Live Performance Show #6
Season 1 Episode 21

The X Factor

Live Performance Show #6
Season 1 Episode 21
Dave Holmes breathed the very same smoke that the final X Factor contestants danced amidst. Photo: FOX

I was there.

Thanks to the show’s PR people, I got to go and see The X Factor in person! Listen, I’ve been in television for a while, and I am accustomed by now to how much smaller things are in real life. But the set is SO SMALL. It’s like a medium-size high school auditorium. But oh, the stars! As I checked in, I saw “CLIVE DAVIS +1” on the PA’s audience list. Isn’t CLIVE DAVIS +1 an unnecessary thing to have on a clipboard? Isn’t that like having “inhale” on your to-do list? Anyway, on my way to my seat, I saw reserved seats for Camille Grammer and Jill Zarin, who I understand are Real Housewives! I feel like I should add more celebrities, so I’m going to make some up: Genie Francis! Kerri Strug! Sinbad! You name them, you would have difficulty proving they weren’t there.

That the energy in the room never flags is thanks to indefatigable warm-up comic Bill Sindelar, who shouted so much I went and bought myself some lozenges immediately after the show was over. It’s not an easy job, this; you get the sense that he has one of those bombs from Speed attached to his midsection, and if there is a moment that doesn’t sound like a soccer riot, he will explode.
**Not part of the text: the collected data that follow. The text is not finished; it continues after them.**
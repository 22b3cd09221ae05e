//! Apply an operation to literal values, one call per value.

use std::io::Write;

use anyhow::{Context, Result};
use serde::Serialize;
use tracing::{debug, info, trace};
use textudf_transform::{Operation, evaluate_with};

use crate::logging::redact_value;

/// Token printed for an absent result and read back as an absent input.
pub const DEFAULT_NULL_TOKEN: &str = "NULL";

/// How results are written.
#[derive(Debug, Clone, Copy, Default, PartialEq, Eq)]
pub enum OutputFormat {
    /// One result per line.
    #[default]
    Text,
    /// A JSON array of `{input, output}` objects.
    Json,
}

/// Input and output of a single call.
#[derive(Debug, Clone, PartialEq, Eq, Serialize)]
pub struct RowResult {
    pub input: Option<String>,
    pub output: Option<String>,
}

/// Evaluate `operation` for every value, mapping `null_token` to an absent input.
pub fn apply_values<I, S>(operation: Option<Operation>, values: I, null_token: &str) -> Vec<RowResult>
where
    I: IntoIterator<Item = S>,
    S: AsRef<str>,
{
    let name = operation.map(|op| op.as_str());
    debug!(operation = name.unwrap_or("clean"), "applying operation to values");
    let results: Vec<RowResult> = values
        .into_iter()
        .map(|value| {
            let value = value.as_ref();
            let input = (value != null_token).then(|| value.to_string());
            let output = evaluate_with(input.as_deref(), name);
            trace!(
                input = input.as_deref().map(redact_value),
                output = output.as_deref().map(redact_value),
                "evaluated value"
            );
            RowResult { input, output }
        })
        .collect();
    info!(values = results.len(), "applied operation");
    results
}

/// Write results in the requested format.
///
/// # Errors
///
/// Returns an error if writing fails.
pub fn write_results<W: Write>(
    results: &[RowResult],
    format: OutputFormat,
    null_token: &str,
    mut out: W,
) -> Result<()> {
    match format {
        OutputFormat::Text => {
            for result in results {
                writeln!(out, "{}", result.output.as_deref().unwrap_or(null_token))
                    .context("write result")?;
            }
        }
        OutputFormat::Json => {
            serde_json::to_writer_pretty(&mut out, results).context("serialize results")?;
            writeln!(out).context("write result")?;
        }
    }
    out.flush().context("flush output")
}
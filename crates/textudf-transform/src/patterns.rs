//! Email and phone grammars.

use std::sync::LazyLock;

use regex::Regex;

/// Local part, `@`, domain, and a final dot followed by two or more letters.
/// Must match the whole value.
pub static EMAIL_REGEX: LazyLock<Regex> = LazyLock::new(|| {
    Regex::new(r"^[A-Za-z0-9+_.-]+@[A-Za-z0-9.-]+\.[A-Za-z]{2,}$").expect("Invalid email regex")
});

/// Optional country code, optional (parenthesized) area code separators,
/// then 3 + 4 digits. Separators are space, hyphen, or dot. May match
/// anywhere in the value.
pub static PHONE_REGEX: LazyLock<Regex> = LazyLock::new(|| {
    Regex::new(r"(\+?[0-9]{1,3})?[-. ]?\(?[0-9]{3}\)?[-. ]?[0-9]{3}[-. ]?[0-9]{4}")
        .expect("Invalid phone regex")
});

/// Returns true if the whole value is an email address.
pub fn is_email(value: &str) -> bool {
    EMAIL_REGEX.is_match(value)
}

/// Returns true if the value contains a phone number.
pub fn contains_phone(value: &str) -> bool {
    PHONE_REGEX.is_match(value)
}
use thiserror::Error;

#[derive(Debug, Clone, PartialEq, Eq, Error)]
pub enum OperationError {
    #[error("unknown operation: {name}")]
    Unknown { name: String },
}
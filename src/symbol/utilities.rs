//! Helpers over lists of Symbols.

use std::fmt;

use super::Symbol;
use crate::parse::split_tokens;

/// Separator used by [`concatenate_to_string`].
pub const LIST_SEPARATOR: &str = " ";

/// The `n`th Symbol (from 0), or the empty Symbol when `n` is out of range.
pub fn get_nth_symbol(list: &[Symbol], n: usize) -> Symbol {
    list.get(n).cloned().unwrap_or_default()
}

/// One Symbol per whitespace-delimited token; numeric tokens become scalars.
///
/// `"A B CD E"` gives `[A, B, CD, E]`.
pub fn cstr_to_symbol_list(text: &str) -> Vec<Symbol> {
    split_tokens(text).into_iter().map(Symbol::from).collect()
}

/// A scalar Symbol holding `i`.
pub fn int_to_symbol(i: i32) -> Symbol {
    Symbol::from(i)
}

/// The text forms of `parts` followed by the digits of `i`, as a string
/// Symbol. Parts can be strings or Symbols, mixed freely.
///
/// The result is never parsed as a number, so `concatenate_to_symbol(&[&""], 5)`
/// is the string `"5"`.
pub fn concatenate_to_symbol(parts: &[&dyn fmt::Display], i: i64) -> Symbol {
    let mut text: String = parts.iter().map(ToString::to_string).collect();
    text.push_str(&i.to_string());
    Symbol::from_text(&text, false)
}

/// The text forms of `list` joined by [`LIST_SEPARATOR`].
pub fn concatenate_to_string(list: &[Symbol]) -> String {
    list.iter().map(ToString::to_string).collect::<Vec<_>>().join(LIST_SEPARATOR)
}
But the crowd loves him. They also really do bring their own homemade signs, my favorite of which says simply “Chris Rene: Yay.”

Today’s top hits are played — LOUD — to pump the crowd up. “Dynamite!” “Yeah!” “Yeah x3!” Other songs that employ affirmatives and exclamation points in the titles! The family of four to my right sings along with every word, which is only upsetting when Katy Perry’s “E.T.” comes on. Have you ever been very close to an 11-year-old boy while he belts out “infect me with your love and fill me with your poison”? I do not recommend it.

Steve Jones, who has apparently been onstage the whole time, introduces the judges. Paula and Nicole wear glittery, complicated shoes that they do not remove in favor of slippers when they’re behind the judges’ table like I would. Simon alone addresses the crowd: “Just remember the rules: There are no rules.” Which, you know, fine, but we have already passed through three security checkpoints and two metal detectors and have surrendered our cell phones. Incidentally, have you been without your cell phone for 90 minutes recently? It’s awful.

You know who never acknowledges the live audience even one time? Steve Jones! Barely a wave in our direction. Brother can wear a suit, though, so all is forgiven. And he does inform us that it’s DANCE HITS NIGHT! The top five will perform dance hits, accompanied by two beautiful D.J.’s whose turntables are almost certainly not connected to anything.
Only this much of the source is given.